SelfTune: Tuning Cluster Managers


Ajaykrishna Karthikeyan and Nagarajan Natarajan, Microsoft Research; Gagan Somashekar, Stony Brook University; Lei Zhao, Microsoft; Ranjita Bhagwan, Microsoft Research; Rodrigo Fonseca, Tatiana Racheva, and Yogesh Bansal, Microsoft


Large-scale cloud providers rely on cluster managers for container allocation and load balancing (e.g., Kubernetes), VM provisioning (e.g., Protean), and other management tasks. These cluster managers use algorithms or heuristics whose behavior depends upon multiple configuration parameters. Currently, operators manually set these parameters using a combination of domain knowledge and limited testing. In very large-scale and dynamic environments, these manually-set parameters may lead to sub-optimal cluster states, adversely affecting important metrics such as latency and throughput.

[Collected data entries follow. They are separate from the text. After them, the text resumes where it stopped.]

//! Commit value type.

use anyhow::{Context, Result};
use chrono::{DateTime, Duration, FixedOffset};

use crate::git::{HASH_LEN, SHORT_HASH_LEN};

/// A single commit, detached from the repository it came from.
///
/// The data cannot be changed after the commit is created. The hash is
/// normalized to lowercase and must be a full 40-character hex identifier.
#[derive(Debug, Clone, PartialEq, Eq)]
pub struct Commit {
    hash: String,
    author: String,
    email: String,
    date: DateTime<FixedOffset>,
    subject: String,
}

impl Commit {
    /// Creates a commit from raw data, validating the hash.
    pub fn new(
        hash: &str,
        author: &str,
        email: &str,
        date: DateTime<FixedOffset>,
        subject: &str,
    ) -> Result<Self> {
        let hash = hash.to_lowercase();

        if hash.len() != HASH_LEN {
            anyhow::bail!(
                "commit hash '{}' has invalid length {} (expected {})",
                hash,
                hash.len(),
                HASH_LEN
            );
        }

        if let Some(c) = hash.chars().find(|c| !c.is_ascii_hexdigit()) {
            anyhow::bail!("commit hash '{}' contains invalid character '{}'", hash, c);
        }

        Ok(Self {
            hash,
            author: author.to_string(),
            email: email.to_string(),
            date,
            subject: subject.to_string(),
        })
    }

    /// Creates a commit from a `git2` commit object.
    pub fn from_git2(commit: &git2::Commit) -> Result<Self> {
        let author = commit.author();
        let timestamp = author.when();
        let date = DateTime::from_timestamp(timestamp.seconds(), 0)
            .context("Invalid commit timestamp")?
            .with_timezone(
                &FixedOffset::east_opt(timestamp.offset_minutes() * 60)
                    .unwrap_or_else(|| FixedOffset::east_opt(0).unwrap()),
            );

        Self::new(
            &commit.id().to_string(),
            author.name().unwrap_or("Unknown"),
            author.email().unwrap_or("unknown@example.com"),
            date,
            commit.summary().unwrap_or(""),
        )
    }

    /// Full identifier of the commit.
    pub fn hash(&self) -> &str {
        &self.hash
    }

    /// Author of the commit.
    pub fn author(&self) -> &str {
        &self.author
    }

    /// Email of the author.
    pub fn email(&self) -> &str {
        &self.email
    }

    /// Date the commit was authored.
    pub fn date(&self) -> DateTime<FixedOffset> {
        self.date
    }

    /// Subject (the first line of the commit message).
    pub fn subject(&self) -> &str {
        &self.subject
    }

    /// Abbreviated hash: the first [`SHORT_HASH_LEN`] characters.
    pub fn short_hash(&self) -> &str {
        &self.hash[..SHORT_HASH_LEN]
    }

    /// Shorter version of the subject.
    ///
    /// When the subject has at most `limit` characters it is returned
    /// unmodified. Otherwise the first `limit` characters are returned with
    /// an appended ellipsis (`...`).
    pub fn short_subject(&self, limit: usize) -> String {
        if self.subject.chars().count() <= limit {
            return self.subject.clone();
        }
        let truncated: String = self.subject.chars().take(limit).collect();
        format!("{truncated}...")
    }

    /// Age of the commit relative to `now`.
    pub fn age(&self, now: DateTime<FixedOffset>) -> Duration {
        now - self.date
    }
}
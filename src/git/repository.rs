//! Git repository access.

use std::path::Path;

use anyhow::{Context, Result};
use chrono::{DateTime, FixedOffset};
use git2::{BranchType, Oid, Repository, Sort};
use tracing::debug;

use crate::git::{Branch, Commit};

/// Git repository wrapper.
pub struct GitRepository {
    repo: Repository,
}

impl GitRepository {
    /// Open repository at current directory.
    pub fn open() -> Result<Self> {
        let repo = Repository::open(".").context("Not in a git repository")?;

        Ok(Self { repo })
    }

    /// Open repository at specified path.
    pub fn open_at<P: AsRef<Path>>(path: P) -> Result<Self> {
        let repo = Repository::open(path).context("Failed to open git repository")?;

        Ok(Self { repo })
    }

    /// Name of the repository: its top-level directory.
    pub fn name(&self) -> Result<String> {
        let workdir = self
            .repo
            .workdir()
            .context("Repository has no working directory")?;

        let name = workdir
            .file_name()
            .context("Failed to determine repository directory name")?
            .to_string_lossy()
            .to_string();

        Ok(name)
    }

    /// Get access to the underlying git2::Repository.
    pub fn repository(&self) -> &Repository {
        &self.repo
    }

    /// All branches on the given remote, excluding the symbolic HEAD entry.
    pub fn branches_on_remote(&self, remote: &str) -> Result<Vec<Branch<'_>>> {
        let prefix = format!("{remote}/");
        let mut branches = Vec::new();

        let iter = self
            .repo
            .branches(Some(BranchType::Remote))
            .context("Failed to list remote branches")?;

        for entry in iter {
            let (branch, _) = entry.context("Failed to read remote branch")?;
            let Some(full_name) = branch.name().context("Branch name is not valid UTF-8")? else {
                continue;
            };

            let Some(name) = full_name.strip_prefix(&prefix) else {
                continue;
            };

            // `origin/HEAD` is a symbolic pointer, not a branch of its own.
            if name == "HEAD" {
                continue;
            }

            branches.push(Branch::new(self, remote, name));
        }

        debug!(remote, count = branches.len(), "listed remote branches");
        Ok(branches)
    }

    /// The commit at the tip of the given branch.
    pub fn commit_for_branch(&self, branch: &Branch) -> Result<Commit> {
        let oid = self.branch_tip_oid(branch)?;
        let commit = self
            .repo
            .find_commit(oid)
            .with_context(|| format!("Failed to find tip commit of '{}'", branch.full_name()))?;

        Commit::from_git2(&commit)
    }

    /// Commits in `other_branch` that are not in `master_branch`, newest
    /// first, with at most `limit` entries when a limit is given.
    pub fn unmerged_commits(
        &self,
        master_branch: &Branch,
        other_branch: &Branch,
        limit: Option<usize>,
    ) -> Result<Vec<Commit>> {
        let mut commits = Vec::new();

        for oid in self.unmerged_walk(master_branch, other_branch)? {
            if let Some(limit) = limit {
                if commits.len() == limit {
                    break;
                }
            }

            let oid = oid.context("Failed to get commit OID from walker")?;
            let commit = self
                .repo
                .find_commit(oid)
                .context("Failed to find commit")?;
            commits.push(Commit::from_git2(&commit)?);
        }

        Ok(commits)
    }

    /// Number of commits in `other_branch` that are not in `master_branch`.
    pub fn num_of_unmerged_commits(
        &self,
        master_branch: &Branch,
        other_branch: &Branch,
    ) -> Result<usize> {
        let mut count = 0;
        for oid in self.unmerged_walk(master_branch, other_branch)? {
            oid.context("Failed to get commit OID from walker")?;
            count += 1;
        }

        Ok(count)
    }

    /// Checks if there are commits in `other_branch` that are not in
    /// `master_branch`.
    pub fn has_unmerged_commits(
        &self,
        master_branch: &Branch,
        other_branch: &Branch,
    ) -> Result<bool> {
        // One step of the walk is enough; no need to count everything.
        match self.unmerged_walk(master_branch, other_branch)?.next() {
            Some(oid) => {
                oid.context("Failed to get commit OID from walker")?;
                Ok(true)
            }
            None => Ok(false),
        }
    }

    /// Date when the repository was last updated from its remotes.
    ///
    /// Taken from the last modification time of `.git/FETCH_HEAD`, so it is
    /// an error when the repository has never been fetched.
    pub fn date_of_last_update(&self) -> Result<DateTime<FixedOffset>> {
        let fetch_head = self.repo.path().join("FETCH_HEAD");
        let mtime = std::fs::metadata(&fetch_head)
            .and_then(|m| m.modified())
            .with_context(|| format!("Failed to stat {}", fetch_head.display()))?;

        let date: DateTime<chrono::Local> = mtime.into();
        Ok(date.fixed_offset())
    }

    fn branch_tip_oid(&self, branch: &Branch) -> Result<Oid> {
        let ref_name = format!("refs/remotes/{}", branch.full_name());
        let reference = self
            .repo
            .find_reference(&ref_name)
            .with_context(|| format!("Branch '{}' not found", branch.full_name()))?;

        let commit = reference
            .peel_to_commit()
            .with_context(|| format!("Failed to resolve '{}' to a commit", branch.full_name()))?;

        Ok(commit.id())
    }

    /// Walks commits reachable from `other_branch` but not from
    /// `master_branch`, newest first.
    fn unmerged_walk(
        &self,
        master_branch: &Branch,
        other_branch: &Branch,
    ) -> Result<git2::Revwalk<'_>> {
        let mut walker = self.repo.revwalk().context("Failed to create revwalk")?;
        walker
            .set_sorting(Sort::TIME)
            .context("Failed to set revwalk sorting")?;
        walker
            .push(self.branch_tip_oid(other_branch)?)
            .context("Failed to push branch tip")?;
        walker
            .hide(self.branch_tip_oid(master_branch)?)
            .context("Failed to hide master tip")?;

        Ok(walker)
    }
}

In this paper we describe SelfTune, a framework that automatically tunes such parameters in deployment. SelfTune piggybacks on the iterative nature of cluster managers which, through multiple iterations, drives a cluster to a desired state. Using a simple interface, developers integrate SelfTune into the cluster manager code, which then uses a principled reinforcement learning algorithm to tune important parameters over time. We have deployed SelfTune on tens of thousands of machines that run a large-scale background task scheduler at Microsoft. SelfTune has improved throughput by as much as 20% in this deployment by continuously tuning a key configuration parameter that determines the number of jobs concurrently accessing CPU and disk on every machine. We also evaluate SelfTune with two Azure FaaS workloads, the Kubernetes Vertical Pod Autoscaler, and the DeathStar microservice benchmark. In all cases, SelfTune significantly improves cluster performance.